People who workout to get muscle usually get confuse if running helps them or not.

In this article, we will discuss running and its effects.

Effects of Running on Muscles:

Running can strengthen muscles. Especially for the lower body, it is beneficial. But it’s not as simple as we think. Various factors are involved in building lower body muscles. Duration of running and intensity of running are some of them.

By decreasing muscle protein breakdown your body will resist muscle loss and you can build your lower body muscles. Consume more protein-rich foods such as bone broth made by bone broth powder to increase the amount of protein. This will ultimately result in muscle gain.

Long-distance running can resist muscle growth. As it can increae the MPB amount in your muscles. It means to increase the intensity but run short distances.

How Muscle Building Works?

More MPS or muscle protein synthesis and less MPB or muscle protein breakdown results in muscle growth.

Protein is one of the most important nutrients and required for muscle growth. Increase the amount of protein-rich foods in your diet to increase muscle gain.

Exercises are a good way to increase muscles because high-intensity exercises stimulate MPS. While the same exercise can increase the mass of muscles or result in muscle loss. It all depends on what exercise you are doing, how are you doing and what is your diet.

For instance, if you are doing high-intensity exercise and eating a diet low in protein and other essential nutrients you will lose weight. If you are consuming nutrient-rich foods such as grass fed beef bone brothyou can increase muscles or lose weight it depends on how you exercise.

Build Muscles Through Running Workouts:

As discussed before, you can build lower body muscles by short duration and high-intensity exercise.

There are various ways of doing this exercise. You can divide them according to time or distance. You can also divide them according to your comfort and increase intensity slowly. Take rest between sets, sit down and relax. If it’s not enough you can increase the rest time to get back your breath.

To increase the intensity, you can increase the number of sets or distance. But before running must do warm-up and after running cool down and relax before doing other things. This will help you prevent injuries.

Prepare your body for the workout before the workout. Do proper warmup. You can do squats or light jogging.
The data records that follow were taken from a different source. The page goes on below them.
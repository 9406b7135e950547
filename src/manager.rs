//! The result manager: resolver injection and the shared failure pipeline.
//!
//! Every failure builder in [`builders`](crate::builders) runs the same
//! steps, in this order:
//!
//! 1. validate arguments (before any resolver call)
//! 2. classify the code (an unknown code is logged once, here)
//! 3. fetch the template in the request's locale, racing its cancellation
//!    token
//! 4. render the template with the positional arguments
//! 5. fill the context bag (`traceId`, `code`, `message`, then extras)
//! 6. wrap the [`ErrorValue`] in an [`Outcome::Failure`]

use std::sync::Arc;

use crate::resolver::with_cancellation;
use crate::{
    BuildError, ContextBuilder, DefaultResolver, ErrorCode, ErrorResolver, ErrorValue,
    LocalizedResolver, Outcome, RequestContext, Translator, keys, template,
};

/// Builds outcomes through an injected [`ErrorResolver`].
///
/// Cloning is cheap and clones share the resolver. The manager holds no
/// mutable state, so one instance can serve any number of concurrent
/// requests.
#[derive(Clone)]
pub struct ResultManager {
    resolver: Arc<dyn ErrorResolver>,
}

impl ResultManager {
    /// Manager over a custom resolver.
    pub fn new(resolver: Arc<dyn ErrorResolver>) -> Self {
        Self { resolver }
    }

    /// Manager whose templates come from `translator`.
    pub fn localized(translator: Arc<dyn Translator>) -> Self {
        Self::new(Arc::new(LocalizedResolver::new(translator)))
    }

    pub fn resolver(&self) -> &Arc<dyn ErrorResolver> {
        &self.resolver
    }

    /// Context builder pre-seeded with the leading fields.
    ///
    /// `message` is reserved here and filled once the description is
    /// rendered, so it keeps its third position.
    pub(crate) fn preamble(ctx: &RequestContext, code: ErrorCode) -> ContextBuilder {
        ContextBuilder::new()
            .text(keys::TRACE_ID, ctx.trace_id())
            .code(keys::CODE, code)
            .text(keys::MESSAGE, None)
    }

    /// Resolve, render and wrap a failure whose arguments are already valid.
    ///
    /// `template_code` selects the message template; it differs from `code`
    /// only when one category borrows another's wording.
    pub(crate) async fn fail(
        &self,
        ctx: &RequestContext,
        code: ErrorCode,
        template_code: ErrorCode,
        args: &[&str],
        context: ContextBuilder,
    ) -> Result<Outcome, BuildError> {
        if !self.resolver.is_known(code) {
            tracing::warn!(%code, "unknown error code, using unexpected-error entry");
        }
        let classification = self.resolver.classify(code);
        let cancellation = ctx.cancellation();
        let template = with_cancellation(
            template_code,
            cancellation,
            self.resolver.format(template_code, ctx.locale(), cancellation),
        )
        .await?;

        let description = template::render(&template, args);
        let context = context.text(keys::MESSAGE, Some(description.as_str())).build();
        let error = ErrorValue::new(code, classification, description, context)?;
        error.log_entry().emit();

        Ok(Outcome::Failure(error))
    }
}

impl Default for ResultManager {
    fn default() -> Self {
        Self::new(Arc::new(DefaultResolver::default()))
    }
}

impl std::fmt::Debug for ResultManager {
    fn fmt(&self, f: &mut std::fmt::Formatter<'_>) -> std::fmt::Result {
        f.debug_struct("ResultManager").finish_non_exhaustive()
    }
}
After workout walk at a normal pace to bring back your body to normal or do light exercise.

Importance for Nutrition:

Nutrition plays an important role in gaining or muscle loss.  MPS results in greater muscle gain. This is why it is very common to drink or eat protein-rich foods before or after the workout. We will discuss some nutrients that are required to build muscles.

Protein:

Protein is one of the most important nutrients for the body. It plays a vital role in overall health, especially for muscles.

Many foods are rich in protein, especially animal food sources. Consume more protein to gain more muscles.

Poultry, dairy, meat, and beans are some good sources of protein.

Carbs and Fats:

Carbs are the main energy source for the body and they provide energy to anaerobic exercise as well.

Fats are also a great source of energy for long-distance exercises. A good amount of carbs and fats in your diet can boost muscle gain.

Fruits, starchy vegetables, and beans are some good sources to consume fats and carbs. These are not the only foods. There are various other food sources to consume carbs and fats.

Conclusion:

Running is one of the most common exercises. Running can result in weight loss, muscle gain, or muscle loss. The results of running depends on various factors. Distance, intensity, and diet are some of them. Before doing any exercise, the warm-up is essential. After exercise, cool down your body slowly. You can end your exercise with light exercises so your body can come to the original position slowly.

Carbs, fats, protein, and some other nutrients play a vital role in loss or muscle gain.